• [Dataset records]
* * *
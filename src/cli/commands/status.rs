//! Status command implementation.
//!
//! The `blt-inspector status` command runs every check against the
//! checkout and prints the report.

use crate::cli::args::StatusArgs;
use crate::error::{InspectorError, Result};
use crate::inspector::{CheckOutcome, CheckStatus, InspectionReport};
use crate::ui::UserInterface;

use super::dispatcher::{Command, CommandResult, ProjectContext, EXIT_FALSE};

/// The status command implementation.
pub struct StatusCommand {
    context: ProjectContext,
    args: StatusArgs,
}

impl StatusCommand {
    /// Create a new status command.
    pub fn new(context: ProjectContext, args: StatusArgs) -> Self {
        Self { context, args }
    }

    /// Get the command arguments.
    pub fn args(&self) -> &StatusArgs {
        &self.args
    }
}

impl Command for StatusCommand {
    fn execute(&self, ui: &mut dyn UserInterface) -> Result<CommandResult> {
        let mut inspector = self.context.inspector()?;
        let report = inspector.inspect()?;

        if self.args.json {
            let json =
                serde_json::to_string_pretty(&report).map_err(|e| InspectorError::Other(e.into()))?;
            ui.data(&json);
        } else {
            ui.show_header(&format!(
                "BLT checkout {}",
                self.context.project_root().display()
            ));
            show_report(ui, &report);
        }

        if report.all_passed() {
            Ok(CommandResult::success())
        } else {
            Ok(CommandResult::failure(EXIT_FALSE))
        }
    }
}

/// Print each outcome followed by tool availability.
pub fn show_report(ui: &mut dyn UserInterface, report: &InspectionReport) {
    for outcome in &report.checks {
        show_outcome(ui, outcome);
    }

    let tools: Vec<String> = report
        .tools
        .iter()
        .map(|t| format!("{} {}", t.name, if t.found { "found" } else { "missing" }))
        .collect();
    if !tools.is_empty() {
        ui.message("");
        ui.message(&format!("Tools: {}", tools.join(", ")));
    }
}

fn show_outcome(ui: &mut dyn UserInterface, outcome: &CheckOutcome) {
    let label = outcome.check.label();
    let line = match (&outcome.detail, ui.output_mode().shows_detail()) {
        (Some(detail), true) => format!("{} ({})", label, detail),
        _ => label.to_string(),
    };

    match outcome.status {
        CheckStatus::Pass => ui.success(&line),
        CheckStatus::Fail => ui.error(&line),
        CheckStatus::Skipped => ui.skipped(&line),
    }
}

#[cfg(test)]
mod tests {
    use super::*;
    use crate::inspector::Check;
    use crate::ui::{MockUI, OutputMode};
    use std::fs;
    use tempfile::TempDir;

    fn command(temp: &TempDir, json: bool) -> StatusCommand {
        StatusCommand::new(
            ProjectContext::new(temp.path(), None),
            StatusArgs { json },
        )
    }

    #[test]
    fn bare_checkout_fails() {
        let temp = TempDir::new().unwrap();
        let mut ui = MockUI::new();

        let result = command(&temp, false).execute(&mut ui).unwrap();

        assert!(!result.success);
        assert_eq!(result.exit_code, EXIT_FALSE);
        assert!(ui.successes().contains(&Check::RepoRoot.label().to_string()));
        assert!(ui.errors().contains(&Check::Docroot.label().to_string()));
        assert!(ui.skips().contains(&Check::SettingsValid.label().to_string()));
    }

    #[test]
    fn json_report_lists_every_check() {
        let temp = TempDir::new().unwrap();
        let mut ui = MockUI::new();

        command(&temp, true).execute(&mut ui).unwrap();

        let json: serde_json::Value = serde_json::from_str(&ui.payloads()[0]).unwrap();
        let checks = json["checks"].as_array().unwrap();
        assert_eq!(checks.len(), Check::ALL.len());
        assert_eq!(checks[0]["check"], "repo-root");
        assert_eq!(checks[0]["status"], "pass");
        assert!(ui.headers().is_empty());
    }

    #[test]
    fn verbose_mode_shows_paths() {
        let temp = TempDir::new().unwrap();
        fs::create_dir_all(temp.path().join("docroot")).unwrap();
        let mut ui = MockUI::with_mode(OutputMode::Verbose);

        command(&temp, false).execute(&mut ui).unwrap();

        let docroot = temp.path().join("docroot").display().to_string();
        assert!(ui.successes().iter().any(|m| m.contains(&docroot)));
    }

    #[test]
    fn reports_tools() {
        let temp = TempDir::new().unwrap();
        let mut ui = MockUI::new();

        command(&temp, false).execute(&mut ui).unwrap();

        assert!(ui.messages().iter().any(|m| m.starts_with("Tools: php")));
    }
}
* * *
• [Task description]
When a line above contains the string "iter", copy that line.

• [Solution to the problem]
        .iter()
        assert!(ui.successes().iter().any(|m| m.contains(&docroot)));
        assert!(ui.messages().iter().any(|m| m.starts_with("Tools: php")));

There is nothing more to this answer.